▶ Exercise details:
Your answer needs to include each line of the records in which the string "successfully" can be found.

▶ Collected data entries:
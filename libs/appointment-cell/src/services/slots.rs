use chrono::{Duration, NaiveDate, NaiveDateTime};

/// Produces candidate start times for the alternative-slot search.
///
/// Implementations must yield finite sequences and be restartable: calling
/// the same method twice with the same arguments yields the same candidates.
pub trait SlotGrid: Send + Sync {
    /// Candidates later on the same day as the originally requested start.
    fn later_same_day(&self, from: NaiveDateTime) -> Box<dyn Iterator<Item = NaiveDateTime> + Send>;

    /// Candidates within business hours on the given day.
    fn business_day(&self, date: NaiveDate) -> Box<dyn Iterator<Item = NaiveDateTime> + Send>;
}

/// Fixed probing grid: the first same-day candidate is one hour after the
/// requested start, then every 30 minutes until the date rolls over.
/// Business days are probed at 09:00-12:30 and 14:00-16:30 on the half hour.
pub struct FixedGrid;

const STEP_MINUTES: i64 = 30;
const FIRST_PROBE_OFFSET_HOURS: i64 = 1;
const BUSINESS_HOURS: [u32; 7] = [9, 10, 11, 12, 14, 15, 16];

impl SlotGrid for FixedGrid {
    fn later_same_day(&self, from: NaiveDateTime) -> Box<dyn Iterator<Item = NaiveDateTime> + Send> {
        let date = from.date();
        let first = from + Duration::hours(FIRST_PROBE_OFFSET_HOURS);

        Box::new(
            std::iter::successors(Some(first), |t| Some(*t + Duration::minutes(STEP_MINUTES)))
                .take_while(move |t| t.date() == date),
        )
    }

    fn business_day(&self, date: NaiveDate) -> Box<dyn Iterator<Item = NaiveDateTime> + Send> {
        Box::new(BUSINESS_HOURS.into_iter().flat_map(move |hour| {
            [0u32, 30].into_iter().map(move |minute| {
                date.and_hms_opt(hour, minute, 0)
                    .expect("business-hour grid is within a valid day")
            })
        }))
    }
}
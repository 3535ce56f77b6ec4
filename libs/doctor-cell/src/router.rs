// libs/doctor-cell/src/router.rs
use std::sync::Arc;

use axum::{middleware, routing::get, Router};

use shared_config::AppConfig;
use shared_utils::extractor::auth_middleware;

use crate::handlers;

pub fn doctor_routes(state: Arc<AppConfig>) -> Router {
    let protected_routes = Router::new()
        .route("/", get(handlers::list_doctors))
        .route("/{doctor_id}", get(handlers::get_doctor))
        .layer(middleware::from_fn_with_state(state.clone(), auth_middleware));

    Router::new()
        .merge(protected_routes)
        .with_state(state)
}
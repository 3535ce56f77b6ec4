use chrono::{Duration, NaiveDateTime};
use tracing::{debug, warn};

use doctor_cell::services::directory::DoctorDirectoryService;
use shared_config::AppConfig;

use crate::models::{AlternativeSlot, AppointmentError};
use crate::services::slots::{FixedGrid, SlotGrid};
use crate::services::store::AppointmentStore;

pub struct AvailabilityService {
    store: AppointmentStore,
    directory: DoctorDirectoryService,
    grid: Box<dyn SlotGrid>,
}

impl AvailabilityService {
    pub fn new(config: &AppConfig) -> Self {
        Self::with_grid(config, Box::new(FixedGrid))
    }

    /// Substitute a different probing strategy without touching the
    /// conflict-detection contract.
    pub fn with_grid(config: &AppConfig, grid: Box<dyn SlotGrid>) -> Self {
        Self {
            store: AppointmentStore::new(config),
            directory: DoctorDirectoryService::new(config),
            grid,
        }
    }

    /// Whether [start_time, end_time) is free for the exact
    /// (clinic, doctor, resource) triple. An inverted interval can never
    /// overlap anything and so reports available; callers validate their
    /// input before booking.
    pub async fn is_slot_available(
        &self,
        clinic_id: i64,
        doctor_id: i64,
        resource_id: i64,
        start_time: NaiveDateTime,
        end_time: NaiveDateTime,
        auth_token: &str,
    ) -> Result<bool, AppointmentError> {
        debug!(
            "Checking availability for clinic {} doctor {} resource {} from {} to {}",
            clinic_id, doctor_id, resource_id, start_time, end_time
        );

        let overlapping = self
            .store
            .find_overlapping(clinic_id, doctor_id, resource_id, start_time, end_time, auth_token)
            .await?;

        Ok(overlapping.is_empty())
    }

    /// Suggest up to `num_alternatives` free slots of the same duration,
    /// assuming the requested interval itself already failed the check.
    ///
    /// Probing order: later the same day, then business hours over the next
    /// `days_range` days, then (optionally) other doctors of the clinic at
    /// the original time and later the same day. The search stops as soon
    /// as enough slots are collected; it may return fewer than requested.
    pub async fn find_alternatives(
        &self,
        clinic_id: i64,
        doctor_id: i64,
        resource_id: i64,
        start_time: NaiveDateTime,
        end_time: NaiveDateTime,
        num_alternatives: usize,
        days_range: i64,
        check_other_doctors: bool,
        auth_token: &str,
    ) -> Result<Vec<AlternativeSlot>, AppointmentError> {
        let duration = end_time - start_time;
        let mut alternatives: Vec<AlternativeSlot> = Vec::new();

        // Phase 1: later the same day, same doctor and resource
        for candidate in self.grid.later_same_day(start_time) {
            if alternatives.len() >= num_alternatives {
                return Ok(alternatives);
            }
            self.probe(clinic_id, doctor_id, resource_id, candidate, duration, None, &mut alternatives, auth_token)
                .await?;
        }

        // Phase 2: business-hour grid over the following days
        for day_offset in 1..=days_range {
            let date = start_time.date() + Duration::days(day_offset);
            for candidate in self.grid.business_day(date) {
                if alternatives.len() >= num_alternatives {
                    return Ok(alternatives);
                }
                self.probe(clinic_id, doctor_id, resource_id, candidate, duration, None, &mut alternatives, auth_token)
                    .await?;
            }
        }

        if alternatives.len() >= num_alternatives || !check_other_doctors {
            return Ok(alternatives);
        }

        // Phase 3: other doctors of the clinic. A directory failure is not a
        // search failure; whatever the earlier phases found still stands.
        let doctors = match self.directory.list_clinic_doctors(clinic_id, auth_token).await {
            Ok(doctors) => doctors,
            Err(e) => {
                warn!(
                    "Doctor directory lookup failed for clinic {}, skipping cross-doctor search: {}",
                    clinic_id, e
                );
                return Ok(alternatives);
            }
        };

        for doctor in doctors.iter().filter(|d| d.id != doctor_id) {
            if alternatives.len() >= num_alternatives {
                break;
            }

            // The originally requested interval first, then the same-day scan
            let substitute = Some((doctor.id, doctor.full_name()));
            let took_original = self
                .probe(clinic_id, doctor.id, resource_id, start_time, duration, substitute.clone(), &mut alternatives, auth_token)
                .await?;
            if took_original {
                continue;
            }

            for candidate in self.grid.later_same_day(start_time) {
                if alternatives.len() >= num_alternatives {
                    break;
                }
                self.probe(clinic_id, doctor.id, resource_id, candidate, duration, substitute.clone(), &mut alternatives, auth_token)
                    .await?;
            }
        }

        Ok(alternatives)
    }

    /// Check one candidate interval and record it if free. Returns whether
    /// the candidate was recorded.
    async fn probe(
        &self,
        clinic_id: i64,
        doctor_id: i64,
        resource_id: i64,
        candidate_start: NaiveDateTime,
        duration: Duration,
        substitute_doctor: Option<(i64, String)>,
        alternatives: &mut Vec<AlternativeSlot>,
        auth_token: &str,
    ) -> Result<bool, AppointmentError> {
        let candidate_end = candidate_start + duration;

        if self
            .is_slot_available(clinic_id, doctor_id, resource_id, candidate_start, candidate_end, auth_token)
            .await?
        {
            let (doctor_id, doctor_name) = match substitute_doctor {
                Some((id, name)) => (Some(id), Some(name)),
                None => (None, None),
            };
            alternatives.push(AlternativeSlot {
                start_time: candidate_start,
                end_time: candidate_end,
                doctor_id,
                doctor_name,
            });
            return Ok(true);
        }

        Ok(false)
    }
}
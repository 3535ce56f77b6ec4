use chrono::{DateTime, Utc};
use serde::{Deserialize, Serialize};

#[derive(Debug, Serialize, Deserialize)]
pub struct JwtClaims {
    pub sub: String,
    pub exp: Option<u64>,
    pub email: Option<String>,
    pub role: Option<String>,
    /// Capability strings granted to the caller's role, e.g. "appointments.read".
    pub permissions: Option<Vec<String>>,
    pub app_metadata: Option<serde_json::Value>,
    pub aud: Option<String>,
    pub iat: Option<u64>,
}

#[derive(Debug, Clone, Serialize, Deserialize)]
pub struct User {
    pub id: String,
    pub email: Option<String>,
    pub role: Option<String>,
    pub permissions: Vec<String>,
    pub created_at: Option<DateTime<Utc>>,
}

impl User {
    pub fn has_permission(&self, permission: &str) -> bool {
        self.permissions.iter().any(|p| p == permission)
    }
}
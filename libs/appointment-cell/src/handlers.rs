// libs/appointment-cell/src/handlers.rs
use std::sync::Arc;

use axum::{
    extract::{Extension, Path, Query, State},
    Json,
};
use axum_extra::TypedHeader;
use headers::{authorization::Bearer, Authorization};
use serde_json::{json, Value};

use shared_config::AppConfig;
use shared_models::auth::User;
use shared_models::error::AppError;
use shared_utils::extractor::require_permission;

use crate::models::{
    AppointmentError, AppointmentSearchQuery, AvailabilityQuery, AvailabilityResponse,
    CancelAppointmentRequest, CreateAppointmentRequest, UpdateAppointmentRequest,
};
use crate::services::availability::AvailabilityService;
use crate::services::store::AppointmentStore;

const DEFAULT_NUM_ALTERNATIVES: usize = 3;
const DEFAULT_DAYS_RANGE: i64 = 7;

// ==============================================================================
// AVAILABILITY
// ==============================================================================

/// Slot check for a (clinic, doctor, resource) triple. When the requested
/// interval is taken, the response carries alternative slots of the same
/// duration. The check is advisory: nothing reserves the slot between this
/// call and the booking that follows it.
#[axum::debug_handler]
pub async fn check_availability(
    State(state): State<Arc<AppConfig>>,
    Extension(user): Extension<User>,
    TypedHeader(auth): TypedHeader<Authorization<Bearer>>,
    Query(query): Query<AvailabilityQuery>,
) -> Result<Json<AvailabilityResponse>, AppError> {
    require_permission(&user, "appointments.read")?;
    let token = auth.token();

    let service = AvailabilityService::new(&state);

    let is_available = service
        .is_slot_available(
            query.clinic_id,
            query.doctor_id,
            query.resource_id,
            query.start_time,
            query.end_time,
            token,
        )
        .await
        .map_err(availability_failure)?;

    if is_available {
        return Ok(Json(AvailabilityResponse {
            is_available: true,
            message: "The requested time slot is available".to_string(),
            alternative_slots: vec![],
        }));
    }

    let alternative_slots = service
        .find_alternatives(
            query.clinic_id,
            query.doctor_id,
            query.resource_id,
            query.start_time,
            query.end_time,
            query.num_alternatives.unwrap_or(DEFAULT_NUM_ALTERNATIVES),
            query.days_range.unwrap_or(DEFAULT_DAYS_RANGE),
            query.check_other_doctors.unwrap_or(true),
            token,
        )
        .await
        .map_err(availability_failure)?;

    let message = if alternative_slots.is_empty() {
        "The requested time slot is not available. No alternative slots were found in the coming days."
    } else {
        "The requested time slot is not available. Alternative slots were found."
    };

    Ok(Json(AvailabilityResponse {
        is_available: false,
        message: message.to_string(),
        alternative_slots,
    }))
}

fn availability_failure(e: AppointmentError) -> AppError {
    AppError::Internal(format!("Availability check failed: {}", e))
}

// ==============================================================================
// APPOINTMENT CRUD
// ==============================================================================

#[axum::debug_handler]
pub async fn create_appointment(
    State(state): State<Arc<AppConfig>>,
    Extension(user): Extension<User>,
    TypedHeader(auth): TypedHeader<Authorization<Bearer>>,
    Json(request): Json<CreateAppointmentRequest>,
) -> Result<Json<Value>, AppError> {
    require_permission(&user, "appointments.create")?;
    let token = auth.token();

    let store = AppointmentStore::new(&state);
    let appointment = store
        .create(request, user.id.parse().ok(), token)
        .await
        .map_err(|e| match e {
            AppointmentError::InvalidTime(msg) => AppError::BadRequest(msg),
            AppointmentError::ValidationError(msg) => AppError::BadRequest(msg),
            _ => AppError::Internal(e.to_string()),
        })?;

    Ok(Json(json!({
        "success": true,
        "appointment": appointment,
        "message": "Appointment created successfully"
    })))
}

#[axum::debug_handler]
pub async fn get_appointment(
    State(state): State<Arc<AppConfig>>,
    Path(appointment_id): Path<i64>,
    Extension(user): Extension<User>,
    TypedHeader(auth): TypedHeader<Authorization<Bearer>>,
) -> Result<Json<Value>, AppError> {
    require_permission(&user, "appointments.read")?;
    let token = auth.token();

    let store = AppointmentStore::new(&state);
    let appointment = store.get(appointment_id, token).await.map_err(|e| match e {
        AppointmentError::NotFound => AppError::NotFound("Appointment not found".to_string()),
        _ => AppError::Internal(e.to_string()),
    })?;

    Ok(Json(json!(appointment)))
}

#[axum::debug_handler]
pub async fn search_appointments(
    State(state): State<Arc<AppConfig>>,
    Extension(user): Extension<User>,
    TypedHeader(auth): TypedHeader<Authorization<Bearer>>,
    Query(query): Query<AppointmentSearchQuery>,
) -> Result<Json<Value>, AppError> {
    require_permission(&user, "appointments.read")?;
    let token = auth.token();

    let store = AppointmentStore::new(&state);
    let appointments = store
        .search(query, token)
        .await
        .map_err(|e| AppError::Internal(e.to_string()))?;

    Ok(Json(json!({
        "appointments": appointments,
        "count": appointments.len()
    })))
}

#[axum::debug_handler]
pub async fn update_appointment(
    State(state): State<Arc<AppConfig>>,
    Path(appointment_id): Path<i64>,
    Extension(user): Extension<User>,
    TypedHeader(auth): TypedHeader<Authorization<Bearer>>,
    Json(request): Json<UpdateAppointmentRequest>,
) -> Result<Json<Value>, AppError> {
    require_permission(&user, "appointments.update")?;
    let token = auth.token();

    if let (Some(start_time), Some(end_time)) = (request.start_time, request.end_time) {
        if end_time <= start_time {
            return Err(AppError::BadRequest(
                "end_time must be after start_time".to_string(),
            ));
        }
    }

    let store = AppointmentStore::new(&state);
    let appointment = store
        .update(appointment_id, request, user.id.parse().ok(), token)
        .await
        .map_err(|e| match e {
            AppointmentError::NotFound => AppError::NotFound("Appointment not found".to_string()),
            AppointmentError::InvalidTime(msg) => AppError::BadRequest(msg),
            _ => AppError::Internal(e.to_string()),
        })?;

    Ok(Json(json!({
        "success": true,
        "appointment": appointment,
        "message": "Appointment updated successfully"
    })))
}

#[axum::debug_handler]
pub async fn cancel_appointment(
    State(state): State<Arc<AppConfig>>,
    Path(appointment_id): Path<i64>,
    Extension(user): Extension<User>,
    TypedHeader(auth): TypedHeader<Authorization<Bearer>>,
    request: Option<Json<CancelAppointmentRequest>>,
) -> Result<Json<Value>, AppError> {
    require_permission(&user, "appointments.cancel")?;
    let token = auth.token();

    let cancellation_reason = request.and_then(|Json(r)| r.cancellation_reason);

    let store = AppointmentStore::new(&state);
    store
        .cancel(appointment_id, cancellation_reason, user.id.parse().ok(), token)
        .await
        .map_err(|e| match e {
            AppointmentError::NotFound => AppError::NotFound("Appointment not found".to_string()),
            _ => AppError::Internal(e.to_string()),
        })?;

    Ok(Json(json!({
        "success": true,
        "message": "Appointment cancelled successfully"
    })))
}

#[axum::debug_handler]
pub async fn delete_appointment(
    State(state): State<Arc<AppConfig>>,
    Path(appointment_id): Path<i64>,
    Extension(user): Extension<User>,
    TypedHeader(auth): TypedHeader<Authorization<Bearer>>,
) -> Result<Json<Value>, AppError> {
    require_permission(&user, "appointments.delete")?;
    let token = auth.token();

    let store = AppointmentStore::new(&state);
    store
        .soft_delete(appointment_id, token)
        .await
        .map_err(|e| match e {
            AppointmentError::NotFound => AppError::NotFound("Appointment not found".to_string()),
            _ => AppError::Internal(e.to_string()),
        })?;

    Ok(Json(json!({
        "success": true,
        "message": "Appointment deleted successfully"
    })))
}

▶ Reply:
        "message": "Appointment created successfully"
        "message": "Appointment updated successfully"
        "message": "Appointment cancelled successfully"
        "message": "Appointment deleted successfully"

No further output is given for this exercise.